Participants at the Focus Group heard how digital financial services have played a great role in advancing financial inclusion. Best practices and lessons learned from Digital Financial Service (DFS) deployments were presented for various countries including Tanzania, Ghana, Egypt, Uganda, Burkina Faso, Bangladesh, Indonesia, Kenya, Brazil and Peru. In a number of Sub-Saharan African countries, there is now a greater number of people with a mobile money account with a mobile operator, than in the formal banking system. Of those 2 billion people who are unbanked, some 1.6 billion have a mobile phone in their households, so mobile money accounts are an important opportunity to further bridge the financial inclusion gap.
Indeed, a transaction account often provides a cornerstone for the provision of cashless retail payment services. Holders of transaction accounts should also be able to access broader financial services. From a payments perspective, efforts at financial inclusion should ultimately seek to make transaction accounts an effective gateway to other financial services.

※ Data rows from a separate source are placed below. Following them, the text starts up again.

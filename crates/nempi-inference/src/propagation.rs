//! Propagation of an assignment through the network: Ω = T(φ)ᵀ Γ.

use nalgebra::DMatrix;
use nempi_core::errors::InferenceError;
use nempi_core::LabeledMatrix;
use nempi_network::NetworkModel;

/// Ω for a named assignment. Γ's rows must be the network's P-genes, in any
/// order; Ω follows the network's order and Γ's sample order.
pub fn propagate(
    network: &NetworkModel,
    gamma: &LabeledMatrix,
) -> Result<LabeledMatrix, InferenceError> {
    let p_genes = network.p_genes();
    let aligned = gamma.aligned_to(&p_genes, gamma.col_names())?;
    let omega = propagate_matrix(&network.closure(), aligned.values())?;
    LabeledMatrix::new(p_genes, gamma.col_names().to_vec(), omega)
}

/// Tᵀ Γ.
pub fn propagate_matrix(
    closure: &DMatrix<f64>,
    gamma: &DMatrix<f64>,
) -> Result<DMatrix<f64>, InferenceError> {
    if closure.nrows() != gamma.nrows() || !closure.is_square() {
        return Err(InferenceError::mismatch(
            "propagation",
            format!("{0}x{0} closure", gamma.nrows()),
            format!("{}x{}", closure.nrows(), closure.ncols()),
        ));
    }
    Ok(closure.tr_mul(gamma))
}
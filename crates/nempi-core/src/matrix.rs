//! Dense matrix with named rows and columns.

use std::collections::HashMap;

use nalgebra::DMatrix;
use serde::{Deserialize, Serialize};

use crate::errors::InferenceError;

/// A dense `f64` matrix whose rows and columns carry unique names.
///
/// Used for the data matrix (E-genes × samples), assignment matrices
/// (P-genes × samples) and ground truth.
#[derive(Debug, Clone, PartialEq, Serialize, Deserialize)]
pub struct LabeledMatrix {
    rows: Vec<String>,
    cols: Vec<String>,
    values: DMatrix<f64>,
}

impl LabeledMatrix {
    /// Build a labeled matrix, checking that names match the shape and are unique.
    pub fn new(
        rows: Vec<String>,
        cols: Vec<String>,
        values: DMatrix<f64>,
    ) -> Result<Self, InferenceError> {
        if rows.len() != values.nrows() {
            return Err(InferenceError::mismatch(
                "matrix row names",
                values.nrows(),
                rows.len(),
            ));
        }
        if cols.len() != values.ncols() {
            return Err(InferenceError::mismatch(
                "matrix column names",
                values.ncols(),
                cols.len(),
            ));
        }
        check_unique("matrix row names", &rows)?;
        check_unique("matrix column names", &cols)?;
        Ok(Self { rows, cols, values })
    }

    /// Build from row-major values.
    pub fn from_rows(
        rows: Vec<String>,
        cols: Vec<String>,
        data: &[Vec<f64>],
    ) -> Result<Self, InferenceError> {
        if let Some(bad) = data.iter().find(|r| r.len() != cols.len()) {
            return Err(InferenceError::mismatch(
                "matrix row length",
                cols.len(),
                bad.len(),
            ));
        }
        let flat: Vec<f64> = data.iter().flatten().copied().collect();
        let values = DMatrix::from_row_slice(data.len(), cols.len(), &flat);
        Self::new(rows, cols, values)
    }

    /// All-zero matrix with the given names.
    pub fn zeros(rows: Vec<String>, cols: Vec<String>) -> Self {
        let values = DMatrix::zeros(rows.len(), cols.len());
        Self { rows, cols, values }
    }

    pub fn row_names(&self) -> &[String] {
        &self.rows
    }

    pub fn col_names(&self) -> &[String] {
        &self.cols
    }

    pub fn values(&self) -> &DMatrix<f64> {
        &self.values
    }

    pub fn into_values(self) -> DMatrix<f64> {
        self.values
    }

    pub fn nrows(&self) -> usize {
        self.values.nrows()
    }

    pub fn ncols(&self) -> usize {
        self.values.ncols()
    }

    /// Value at (row, col) by position.
    pub fn get(&self, row: usize, col: usize) -> f64 {
        self.values[(row, col)]
    }

    /// Value at (row, col) by name.
    pub fn get_named(&self, row: &str, col: &str) -> Option<f64> {
        let r = self.row_index(row)?;
        let c = self.col_index(col)?;
        Some(self.values[(r, c)])
    }

    pub fn row_index(&self, name: &str) -> Option<usize> {
        self.rows.iter().position(|r| r == name)
    }

    pub fn col_index(&self, name: &str) -> Option<usize> {
        self.cols.iter().position(|c| c == name)
    }

    /// Sum of one column.
    pub fn column_sum(&self, col: usize) -> f64 {
        self.values.column(col).sum()
    }

    /// Index of the largest entry in a column (lowest index on ties).
    pub fn column_argmax(&self, col: usize) -> Option<usize> {
        let column = self.values.column(col);
        let mut best: Option<(usize, f64)> = None;
        for (i, &v) in column.iter().enumerate() {
            match best {
                Some((_, b)) if v <= b => {}
                _ => best = Some((i, v)),
            }
        }
        best.map(|(i, _)| i)
    }

    /// Reorder rows and columns to follow the given names.
    ///
    /// Both name lists must be permutations of this matrix's names.
    pub fn aligned_to(&self, rows: &[String], cols: &[String]) -> Result<Self, InferenceError> {
        let row_map = permutation("row names", &self.rows, rows)?;
        let col_map = permutation("column names", &self.cols, cols)?;
        let values =
            DMatrix::from_fn(rows.len(), cols.len(), |i, j| self.values[(row_map[i], col_map[j])]);
        Ok(Self {
            rows: rows.to_vec(),
            cols: cols.to_vec(),
            values,
        })
    }
}

fn check_unique(context: &str, names: &[String]) -> Result<(), InferenceError> {
    let mut seen = HashMap::with_capacity(names.len());
    for (i, name) in names.iter().enumerate() {
        if let Some(prev) = seen.insert(name.as_str(), i) {
            return Err(InferenceError::mismatch(
                context,
                "unique names",
                format!("'{name}' at positions {prev} and {i}"),
            ));
        }
    }
    Ok(())
}

/// For each target name, the index of that name in `source`.
fn permutation(
    context: &str,
    source: &[String],
    target: &[String],
) -> Result<Vec<usize>, InferenceError> {
    if source.len() != target.len() {
        return Err(InferenceError::mismatch(context, source.len(), target.len()));
    }
    check_unique(context, target)?;
    let index: HashMap<&str, usize> = source
        .iter()
        .enumerate()
        .map(|(i, n)| (n.as_str(), i))
        .collect();
    target
        .iter()
        .map(|name| {
            index.get(name.as_str()).copied().ok_or_else(|| {
                InferenceError::mismatch(context, format!("{source:?}"), format!("'{name}'"))
            })
        })
        .collect()
}
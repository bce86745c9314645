// Single source of truth for all default values.

// --- Inference loop ---
pub const DEFAULT_MAX_ITERATIONS: usize = 20;
pub const DEFAULT_CONVERGENCE_TOLERANCE: f64 = 1e-4;
pub const DEFAULT_KEEP_LABELS: bool = true;
pub const DEFAULT_RANDOM_EDGE_PROBABILITY: f64 = 0.2;
pub const DEFAULT_SEED: u64 = 42;
pub const DEFAULT_ALLOW_NULL_ATTACHMENT: bool = true;
pub const DEFAULT_LABEL_DELIMITER: &str = "_";

// --- Noise model ---
pub const DEFAULT_EFFECT_MEAN: f64 = 1.0;
pub const DEFAULT_NO_EFFECT_MEAN: f64 = -1.0;
pub const DEFAULT_NOISE_SD: f64 = 1.0;

// --- Structure search ---
pub const DEFAULT_MAX_SEARCH_STEPS: usize = 100;
pub const DEFAULT_MIN_IMPROVEMENT: f64 = 1e-9;
pub const DEFAULT_PARALLEL_SEARCH: bool = true;

// --- Classifier ---
pub const DEFAULT_KNN_K: usize = 5;
pub const DEFAULT_LEARNING_RATE: f64 = 0.1;
pub const DEFAULT_EPOCHS: usize = 200;
pub const DEFAULT_L2_PENALTY: f64 = 1e-3;
pub const DEFAULT_PROPAGATE: bool = false;

// --- Observability ---
pub const DEFAULT_LOG_LEVEL: &str = "info";
pub const DEFAULT_JSON_LOGS: bool = false;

Participants underlined that the collaboration between the telecom regulator and financial services regulator is key in establishing a conducive environment for DFS. In some countries (such as Tanzania), a Memorandum of Understanding outlines the respective responsibilities between the telecom provider and the Central Bank for the provision of DFS. In other countries, the government has mandated interoperability, but this has not always led to subsequent explosive growth in usage. Instead, authorities should undertake a market assessment and consult with all the different stakeholders before determining whether interoperability can be implemented. There is no single ’one solution fits all’ approach as far as interoperability is concerned.
Another widely held assumption is that if a poor person owns a mobile phone, they are automatically able to use it. A study by the Grameen Foundation suggests that this may sometimes prove a faulty assumption. Usability and “mobile phone literacy” are significant issues that may prevent poor people from benefiting from mobile-enabled solutions. If not properly designed, DFS applications can also lead to confusion among people who are not familiar with the predominant language or the number of screens that users may need to go through to complete a transaction. For example, depending on the transaction, it can take up to 16 steps to complete a transaction and this is often difficult or unsuitable for people who are not literate. In addition, in some countries, a lower proportion of women own or have access to phones, or may not feel comfortable using a phone.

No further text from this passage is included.